• _DATA FOR PROCESSING_

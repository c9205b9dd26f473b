//! 用户通知偏好聚合
//!
//! 偏好是长生命周期聚合，仅通过显式的偏好更新操作变更。
//! 包含三类规则：按 (通知类型, 渠道) 的开关（缺省开启）、
//! 免打扰窗口、按通知类型的滑动窗口频率上限。
//! 策略评估器只读取偏好，不在评估过程中修改它。

use chrono::{DateTime, Duration, NaiveTime, Utc};
use notify_shared::events::Channel;
use serde::{Deserialize, Serialize};

/// 单条 (通知类型, 渠道) 开关规则
///
/// 只保存显式设置过的规则，未出现的组合视为开启。
#[derive(Debug, Clone, PartialEq, Eq, Serialize, Deserialize)]
#[serde(rename_all = "camelCase")]
pub struct PreferenceRule {
    pub notification_type: String,
    pub channel: Channel,
    pub enabled: bool,
}

/// 免打扰窗口
///
/// 时间按 UTC 解释。`start > end` 表示跨午夜窗口（如 22:00-07:00）。
#[derive(Debug, Clone, Copy, PartialEq, Eq, Serialize, Deserialize)]
#[serde(rename_all = "camelCase")]
pub struct DndWindow {
    pub start: NaiveTime,
    pub end: NaiveTime,
}

impl DndWindow {
    /// 指定时刻是否落在窗口内（左闭右开）
    pub fn contains(&self, at: DateTime<Utc>) -> bool {
        let t = at.time();
        if self.start <= self.end {
            t >= self.start && t < self.end
        } else {
            t >= self.start || t < self.end
        }
    }

    /// 窗口内时刻对应的窗口结束时间，即延迟投递的目标时间
    ///
    /// 调用方保证 `contains(at)` 为 true。
    pub fn defer_until(&self, at: DateTime<Utc>) -> DateTime<Utc> {
        let date = at.date_naive();
        let mut end = date
            .and_time(self.end)
            .and_utc();
        // 跨午夜窗口里，处于 start 之后午夜之前的时刻要延到次日的 end
        if end <= at {
            end += Duration::days(1);
        }
        end
    }
}

/// 按通知类型的频率上限
///
/// 窗口为滑动窗口：统计最近 `window_seconds` 内的成功发送次数。
#[derive(Debug, Clone, Copy, PartialEq, Eq, Serialize, Deserialize)]
#[serde(rename_all = "camelCase")]
pub struct FrequencyLimit {
    pub max_per_window: u32,
    pub window_seconds: i64,
}

impl FrequencyLimit {
    pub fn window(&self) -> Duration {
        Duration::seconds(self.window_seconds)
    }
}

/// 用户通知偏好聚合
#[derive(Debug, Clone, Serialize, Deserialize)]
#[serde(rename_all = "camelCase")]
pub struct UserNotificationPreferences {
    pub user_id: String,
    #[serde(default)]
    pub rules: Vec<PreferenceRule>,
    pub dnd_window: Option<DndWindow>,
    pub frequency_limit: Option<FrequencyLimit>,
    pub version: i64,
    pub updated_at: DateTime<Utc>,
}

impl UserNotificationPreferences {
    /// 用户的缺省偏好：全渠道开启、无免打扰、无频控
    pub fn default_for(user_id: impl Into<String>) -> Self {
        Self {
            user_id: user_id.into(),
            rules: Vec::new(),
            dnd_window: None,
            frequency_limit: None,
            version: 1,
            updated_at: Utc::now(),
        }
    }

    /// (通知类型, 渠道) 是否开启，无显式规则时缺省开启
    pub fn is_channel_enabled(&self, notification_type: &str, channel: Channel) -> bool {
        self.rules
            .iter()
            .find(|r| r.notification_type == notification_type && r.channel == channel)
            .map(|r| r.enabled)
            .unwrap_or(true)
    }

    /// 设置单条规则，已存在则覆盖
    pub fn set_rule(&mut self, notification_type: impl Into<String>, channel: Channel, enabled: bool) {
        let notification_type = notification_type.into();
        if let Some(rule) = self
            .rules
            .iter_mut()
            .find(|r| r.notification_type == notification_type && r.channel == channel)
        {
            rule.enabled = enabled;
        } else {
            self.rules.push(PreferenceRule {
                notification_type,
                channel,
                enabled,
            });
        }
        self.updated_at = Utc::now();
    }
}
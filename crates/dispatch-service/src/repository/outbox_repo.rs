//! outbox 仓储
//!
//! 事件信封序列化为 jsonb 行追加到 outbox_events 表。聚合仓储通过
//! `append_in_tx` 把事件追加挂到自己的事务里，保证状态变更与事件
//! 写入的原子性；中继进程按 id 升序拉取未发布的行。

use async_trait::async_trait;
use chrono::Utc;
use notify_shared::events::EventEnvelope;
use sqlx::{PgPool, Postgres, Row, Transaction};

use super::traits::{OutboxRepository, OutboxRow};
use crate::error::Result;

/// 在既有事务中追加事件行
///
/// 所有聚合仓储的写路径共用此入口，事件行与聚合变更同生共死。
pub(crate) async fn append_in_tx(
    tx: &mut Transaction<'_, Postgres>,
    events: &[EventEnvelope],
) -> Result<()> {
    for envelope in events {
        sqlx::query(
            r#"
            INSERT INTO outbox_events (event_id, event_name, partition_key, payload, appended_at)
            VALUES ($1, $2, $3, $4, $5)
            "#,
        )
        .bind(&envelope.event_id)
        .bind(envelope.event.name())
        .bind(envelope.event.partition_key())
        .bind(serde_json::to_value(envelope)?)
        .bind(Utc::now())
        .execute(&mut **tx)
        .await?;
    }
    Ok(())
}

/// Postgres outbox 仓储
pub struct PgOutboxRepository {
    pool: PgPool,
}

impl PgOutboxRepository {
    pub fn new(pool: PgPool) -> Self {
        Self { pool }
    }
}

#[async_trait]
impl OutboxRepository for PgOutboxRepository {
    async fn append(&self, events: &[EventEnvelope]) -> Result<()> {
        let mut tx = self.pool.begin().await?;
        append_in_tx(&mut tx, events).await?;
        tx.commit().await?;
        Ok(())
    }

    async fn fetch_unpublished(&self, limit: i64) -> Result<Vec<OutboxRow>> {
        let rows = sqlx::query(
            r#"
            SELECT id, payload, appended_at, published_at
            FROM outbox_events
            WHERE published_at IS NULL
            ORDER BY id ASC
            LIMIT $1
            "#,
        )
        .bind(limit)
        .fetch_all(&self.pool)
        .await?;

        let mut out = Vec::with_capacity(rows.len());
        for row in rows {
            let payload: serde_json::Value = row.try_get("payload")?;
            out.push(OutboxRow {
                id: row.try_get("id")?,
                envelope: serde_json::from_value(payload)?,
                appended_at: row.try_get("appended_at")?,
                published_at: row.try_get("published_at")?,
            });
        }
        Ok(out)
    }

    async fn mark_published(&self, ids: &[i64]) -> Result<()> {
        if ids.is_empty() {
            return Ok(());
        }
        sqlx::query(
            r#"
            UPDATE outbox_events
            SET published_at = $1
            WHERE id = ANY($2)
            "#,
        )
        .bind(Utc::now())
        .bind(ids)
        .execute(&self.pool)
        .await?;
        Ok(())
    }
}
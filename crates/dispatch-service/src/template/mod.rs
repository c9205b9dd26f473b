//! 模板解析与渲染

pub mod engine;

pub use engine::TemplateEngine;
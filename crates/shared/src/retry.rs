//! 重试策略与执行器
//!
//! 提供带抖动的指数退避重试机制，用于瞬时故障（网关超时、网络抖动、
//! 数据库连接池满等）的自动恢复。抖动避免多实例在同一时刻集中重试
//! 形成重试风暴。业务逻辑错误不应被重试——由调用方通过 `is_retryable`
//! 闭包控制。

use std::fmt::Display;
use std::future::Future;
use std::time::Duration;

use rand::Rng;
use tracing::{info, warn};

// ---------------------------------------------------------------------------
// RetryPolicy — 重试策略配置
// ---------------------------------------------------------------------------

/// 重试策略配置
///
/// 使用指数退避：首次失败等 initial_delay，之后每次乘以 multiplier，
/// 直到达到最大间隔或最大重试次数。
#[derive(Debug, Clone)]
pub struct RetryPolicy {
    /// 最大重试次数（不含首次执行）
    pub max_retries: u32,
    /// 首次重试前的等待时间
    pub initial_delay: Duration,
    /// 退避时间上限，防止等待过长
    pub max_delay: Duration,
    /// 每次重试的退避倍数
    pub multiplier: f64,
    /// 是否在退避时间上施加随机抖动
    pub jitter: bool,
}

impl Default for RetryPolicy {
    /// 默认策略：最多重试 3 次，初始等待 1 秒，最大等待 30 秒，倍数 2.0，带抖动
    fn default() -> Self {
        Self {
            max_retries: 3,
            initial_delay: Duration::from_secs(1),
            max_delay: Duration::from_secs(30),
            multiplier: 2.0,
            jitter: true,
        }
    }
}

impl RetryPolicy {
    /// 计算第 N 次重试的基础等待时间（attempt 从 0 开始），不含抖动
    ///
    /// 公式: initial_delay * multiplier^attempt，结果不超过 max_delay。
    /// 使用 f64 运算后再转回 Duration，接受微秒级精度损失。
    pub fn delay_for_attempt(&self, attempt: u32) -> Duration {
        let base_ms = self.initial_delay.as_millis() as f64;
        let delay_ms = base_ms * self.multiplier.powi(attempt as i32);
        let capped_ms = delay_ms.min(self.max_delay.as_millis() as f64);
        Duration::from_millis(capped_ms as u64)
    }

    /// 计算第 N 次重试的实际等待时间
    ///
    /// 启用抖动时在 [base/2, base] 区间内均匀取值（equal jitter），
    /// 保留至少一半的退避时间，同时错开多实例的重试时刻。
    pub fn jittered_delay_for_attempt(&self, attempt: u32) -> Duration {
        let base = self.delay_for_attempt(attempt);
        if !self.jitter {
            return base;
        }

        let base_ms = base.as_millis() as u64;
        if base_ms == 0 {
            return base;
        }

        let half = base_ms / 2;
        let jittered = half + rand::rng().random_range(0..=base_ms - half);
        Duration::from_millis(jittered)
    }

    /// 是否应继续重试
    ///
    /// attempt 表示已经失败的次数（从 0 开始计数的重试轮次），
    /// 当 attempt < max_retries 时返回 true。
    pub fn should_retry(&self, attempt: u32) -> bool {
        attempt < self.max_retries
    }
}

// ---------------------------------------------------------------------------
// retry_with_policy — 带重试的异步执行器
// ---------------------------------------------------------------------------

/// 带重试的异步执行器
///
/// 对任意异步操作应用重试策略。仅在操作返回可重试错误时才重试，
/// 业务逻辑错误直接向上传播。
pub async fn retry_with_policy<F, Fut, T, E>(
    policy: &RetryPolicy,
    operation_name: &str,
    is_retryable: impl Fn(&E) -> bool,
    mut operation: F,
) -> Result<T, E>
where
    F: FnMut() -> Fut,
    Fut: Future<Output = Result<T, E>>,
    E: Display,
{
    let mut attempt: u32 = 0;

    loop {
        match operation().await {
            Ok(value) => {
                if attempt > 0 {
                    info!(operation = operation_name, attempt, "操作在重试后成功");
                }
                return Ok(value);
            }
            Err(err) => {
                // 非瞬时错误不重试，直接返回
                if !is_retryable(&err) {
                    warn!(
                        operation = operation_name,
                        error = %err,
                        "操作失败且不可重试，直接返回错误"
                    );
                    return Err(err);
                }

                // 已用尽重试次数
                if !policy.should_retry(attempt) {
                    warn!(
                        operation = operation_name,
                        attempt,
                        max_retries = policy.max_retries,
                        error = %err,
                        "已达最大重试次数，放弃重试"
                    );
                    return Err(err);
                }

                let delay = policy.jittered_delay_for_attempt(attempt);
                warn!(
                    operation = operation_name,
                    attempt,
                    delay_ms = delay.as_millis() as u64,
                    error = %err,
                    "操作失败，将在退避后重试"
                );

                tokio::time::sleep(delay).await;
                attempt += 1;
            }
        }
    }
}

// ---------------------------------------------------------------------------
// 单元测试
// ---------------------------------------------------------------------------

• _WHAT THE TASK REQUIRES_
Only one stretch of the entries above is wanted: the lines from the one containing "filename crates/dispatch-service/src/template/mod.rs" through the one containing "use std::fmt::Display;". Please reproduce it exactly.

• _TASK RESULT_
filename crates/dispatch-service/src/template/mod.rs
repository c9205b9dd26f473b
//! 模板解析与渲染

pub mod engine;

pub use engine::TemplateEngine;
filename crates/shared/src/retry.rs
//! 重试策略与执行器
//!
//! 提供带抖动的指数退避重试机制，用于瞬时故障（网关超时、网络抖动、
//! 数据库连接池满等）的自动恢复。抖动避免多实例在同一时刻集中重试
//! 形成重试风暴。业务逻辑错误不应被重试——由调用方通过 `is_retryable`
//! 闭包控制。

use std::fmt::Display;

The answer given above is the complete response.